Regarding the limitation for receiving data of a classification result, the Examiner understands this as collecting data, which is extra-solution activity that is incidental to the abstract idea itself.
The recitation is detailed and provides clarification that the received data of the classification result is generated by a computational model responsive to input data; however, the Examiner notes this is a passively recited step and merely clarifies a basis for data being actively received. Moreover, even if construed as active, the computational model is merely math and hence again could be understood to be a broadening of the abstract idea as already discussed to now further encompass a high level mathematical computation step.
The recitation further clarifies that the threshold divides the output field into positive and negative classes is merely further detail that describes how the classification is performed. However, the classification itself is passively recited and merely clarifies a basis for data being actively received. Even if it were considered to be an active step, performing a binary classification of an input into two classes, when recited at this level of generality, is still akin to a mental step and hence an abstract idea.
The recitation further clarifies that the classification result is “usable by the apparatus, or another apparatus, to trigger one or more processing operations.” The Examiner notes again that this is not an active recitation. It merely provides some detail that the classification result, which is actively received, can be used for some purpose via some steps and those steps are not actively recited and hence fall outside the scope of the claim for the purposes of this analysis.
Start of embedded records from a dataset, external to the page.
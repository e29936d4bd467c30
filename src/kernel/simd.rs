//! SIMD-accelerated kernel using the `wide` crate.
//!
//! The inner template loop is vectorized four pixels at a time with `f64x4`.
//! Sums of 8-bit products are exact in `f64`, so the result is identical to
//! [`ScalarKernel`](crate::kernel::scalar::ScalarKernel) regardless of the
//! changed summation order.

use crate::image::ImageView;
use crate::kernel::{Kernel, WindowStats};
use crate::template::TemplatePlan;
use wide::f64x4;

const LANES: usize = 4;

#[inline]
fn load_u8x4(slice: &[u8]) -> f64x4 {
    f64x4::from([
        f64::from(slice[0]),
        f64::from(slice[1]),
        f64::from(slice[2]),
        f64::from(slice[3]),
    ])
}

#[inline]
fn load_f64x4(slice: &[f64]) -> f64x4 {
    f64x4::from([slice[0], slice[1], slice[2], slice[3]])
}

#[inline]
fn hsum(v: f64x4) -> f64 {
    let arr = v.to_array();
    arr[0] + arr[1] + arr[2] + arr[3]
}

/// `f64x4` window-sum kernel.
pub struct SimdKernel;

impl Kernel for SimdKernel {
    fn window_stats(
        image: ImageView<'_, u8>,
        plan: &TemplatePlan,
        x: usize,
        y: usize,
    ) -> WindowStats {
        let tpl_width = plan.width();
        let stride = image.stride();
        let data = image.as_slice();
        let values = plan.values();
        let simd_end = tpl_width / LANES * LANES;

        let mut sum_vec = f64x4::ZERO;
        let mut sum_sq_vec = f64x4::ZERO;
        let mut cross_vec = f64x4::ZERO;
        let mut tail = WindowStats::default();

        for (ty, tpl_row) in values.chunks_exact(tpl_width).enumerate() {
            let start = (y + ty) * stride + x;
            let img_row = &data[start..start + tpl_width];

            let mut tx = 0;
            while tx < simd_end {
                let img_vals = load_u8x4(&img_row[tx..]);
                let tpl_vals = load_f64x4(&tpl_row[tx..]);
                sum_vec += img_vals;
                sum_sq_vec += img_vals * img_vals;
                cross_vec += img_vals * tpl_vals;
                tx += LANES;
            }

            for (&pixel, &t) in img_row[simd_end..].iter().zip(&tpl_row[simd_end..]) {
                let value = f64::from(pixel);
                tail.sum += value;
                tail.sum_sq += value * value;
                tail.cross += value * t;
            }
        }

        WindowStats {
            sum: hsum(sum_vec) + tail.sum,
            sum_sq: hsum(sum_sq_vec) + tail.sum_sq,
            cross: hsum(cross_vec) + tail.cross,
        }
    }
}
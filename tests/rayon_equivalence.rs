#![cfg(feature = "rayon")]

use locmatch::{MatchConfig, Matcher, Metric, OwnedImage, Template};

fn make_image(width: usize, height: usize) -> OwnedImage {
    let mut data = Vec::with_capacity(width * height);
    for y in 0..height {
        for x in 0..width {
            let value = ((x * 11) ^ (y * 3) ^ (x * y)) & 0xFF;
            data.push(value as u8);
        }
    }
    OwnedImage::new(data, width, height).unwrap()
}

#[test]
fn parallel_surface_equals_sequential_surface() {
    let scene = make_image(120, 90);
    let template = Template::from_view(scene.view().roi(47, 31, 17, 13).unwrap());

    for metric in Metric::ALL {
        let seq = Matcher::new(template.clone()).with_config(MatchConfig {
            metric,
            parallel: false,
        });
        let par = Matcher::new(template.clone()).with_config(MatchConfig {
            metric,
            parallel: true,
        });

        let seq_surface = seq.correlate(scene.view()).unwrap();
        let par_surface = par.correlate(scene.view()).unwrap();
        assert_eq!(seq_surface, par_surface, "metric {metric:?}");
        assert_eq!(
            seq.locate(&seq_surface).unwrap(),
            par.locate(&par_surface).unwrap(),
            "metric {metric:?}"
        );
    }
}

#[test]
fn parallel_single_row_surface() {
    let scene = make_image(40, 6);
    let template = Template::from_view(scene.view().roi(12, 0, 5, 6).unwrap());
    let matcher = Matcher::new(template).with_config(MatchConfig {
        metric: Metric::SqDiff,
        parallel: true,
    });
    let surface = matcher.correlate(scene.view()).unwrap();
    assert_eq!(surface.dims(), (1, 36));
    let best = matcher.locate(&surface).unwrap();
    assert_eq!((best.x, best.y, best.score), (12, 0, 0.0));
}
//! Extremum search over correlation surfaces.
//!
//! Scans run row-major (top to bottom, left to right) and only replace the
//! current best on a strictly better score, so ties resolve to the smallest
//! `(y, x)`. Non-finite scores are ignored.

use crate::surface::ScoreSurface;
use crate::trace::{trace_event, trace_span};
use crate::util::{LocMatchError, LocMatchResult};

/// Which end of the score range marks the best match.
#[derive(Clone, Copy, Debug, PartialEq, Eq)]
pub enum Extremum {
    /// Larger scores are better (correlation metrics).
    Max,
    /// Smaller scores are better (difference metrics).
    Min,
}

impl Extremum {
    fn improves(self, candidate: f32, best: f32) -> bool {
        match self {
            Extremum::Max => candidate > best,
            Extremum::Min => candidate < best,
        }
    }
}

/// Integer placement on a surface with its score.
#[derive(Clone, Copy, Debug, PartialEq)]
pub struct MatchPoint {
    pub x: usize,
    pub y: usize,
    pub score: f32,
}

/// Both extrema of a surface.
#[derive(Clone, Copy, Debug, PartialEq)]
pub struct MinMaxLoc {
    pub min: MatchPoint,
    pub max: MatchPoint,
}

/// Returns the first placement holding the requested extremum.
pub fn locate(surface: &ScoreSurface, extremum: Extremum) -> LocMatchResult<MatchPoint> {
    let _span = trace_span!("locate").entered();
    let mut best: Option<MatchPoint> = None;
    for (y, row) in surface.data().chunks_exact(surface.width()).enumerate() {
        for (x, &score) in row.iter().enumerate() {
            if !score.is_finite() {
                continue;
            }
            match best {
                Some(current) if !extremum.improves(score, current.score) => {}
                _ => best = Some(MatchPoint { x, y, score }),
            }
        }
    }
    let best = best.ok_or(LocMatchError::NoFiniteScores)?;
    trace_event!("located", x = best.x, y = best.y, score = best.score);
    Ok(best)
}

/// Returns the first minimum and the first maximum in a single pass.
pub fn min_max_loc(surface: &ScoreSurface) -> LocMatchResult<MinMaxLoc> {
    let mut found: Option<MinMaxLoc> = None;
    for (y, row) in surface.data().chunks_exact(surface.width()).enumerate() {
        for (x, &score) in row.iter().enumerate() {
            if !score.is_finite() {
                continue;
            }
            let point = MatchPoint { x, y, score };
            match found.as_mut() {
                None => {
                    found = Some(MinMaxLoc {
                        min: point,
                        max: point,
                    })
                }
                Some(acc) => {
                    if Extremum::Min.improves(score, acc.min.score) {
                        acc.min = point;
                    }
                    if Extremum::Max.improves(score, acc.max.score) {
                        acc.max = point;
                    }
                }
            }
        }
    }
    found.ok_or(LocMatchError::NoFiniteScores)
}

#[cfg(test)]
mod tests {
    use super::{locate, min_max_loc, Extremum, MatchPoint};
    use crate::surface::ScoreSurface;
    use crate::util::LocMatchError;

    fn surface(data: Vec<f32>, width: usize, height: usize) -> ScoreSurface {
        ScoreSurface::new(data, width, height).unwrap()
    }

    #[test]
    fn max_tie_resolves_to_first_row_major() {
        let s = surface(vec![0.1, 0.9, 0.2, 0.9, 0.0, 0.9], 3, 2);
        let best = locate(&s, Extremum::Max).unwrap();
        assert_eq!(best, MatchPoint { x: 1, y: 0, score: 0.9 });
    }

    #[test]
    fn min_tie_prefers_smaller_row_over_smaller_column() {
        let s = surface(vec![5.0, 5.0, 1.0, 1.0, 5.0, 5.0], 3, 2);
        let best = locate(&s, Extremum::Min).unwrap();
        assert_eq!((best.x, best.y), (2, 0));
    }

    #[test]
    fn non_finite_scores_are_skipped() {
        let s = surface(vec![f32::NAN, f32::INFINITY, 0.5, f32::NEG_INFINITY], 2, 2);
        let best = locate(&s, Extremum::Max).unwrap();
        assert_eq!((best.x, best.y), (0, 1));
        let best = locate(&s, Extremum::Min).unwrap();
        assert_eq!((best.x, best.y), (0, 1));
    }

    #[test]
    fn all_nan_surface_is_rejected() {
        let s = surface(vec![f32::NAN; 4], 2, 2);
        assert_eq!(
            locate(&s, Extremum::Max).unwrap_err(),
            LocMatchError::NoFiniteScores
        );
        assert!(min_max_loc(&s).is_err());
    }

    #[test]
    fn min_max_loc_agrees_with_locate() {
        let s = surface(vec![3.0, -1.0, 7.0, 7.0, -1.0, 2.0], 2, 3);
        let both = min_max_loc(&s).unwrap();
        assert_eq!(both.min, locate(&s, Extremum::Min).unwrap());
        assert_eq!(both.max, locate(&s, Extremum::Max).unwrap());
        assert_eq!((both.min.x, both.min.y), (1, 0));
        assert_eq!((both.max.x, both.max.y), (0, 1));
    }
}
Finally, with Step 2B, the test evaluates the additional elements to determine whether they amount to significantly more than the judicial exception. MPEP 2106.05. Revisiting the additional elements as discussed above per Step 2A Prong Two, the Examiner does not believe the additional elements are persuasively sufficient to provide significantly more than the abstract idea as otherwise characterized by the Examiner. For example, the collection of data, no matter how much clarifying context is given of its basis, is still just a data collection step which is generally not understood to provide significantly more to an abstract idea. The recitations of the apparatus with processor and memory elements are likewise generally understood to merely take the abstract idea and “apply it” to a computer, and hence do not provide significantly more.
For these reasons, independent claim 1 as discussed above is understood by the Examiner as being an abstract idea without significantly more, and is hence rejected under 35 U.S.C. 101.
Independent claim 18 includes the same or similar limitations as claim 1 discussed above, but as recited in a method. Hence, it is essentially rejected under the same rationale as discussed above per claim 1.
At this time, the Examiner declines to reject dependent claims 15-16.
However, dependent claims 2-14 and 17-18 are rejected. They include in part the same features as claim 1 discussed above and do not otherwise cure its deficiencies.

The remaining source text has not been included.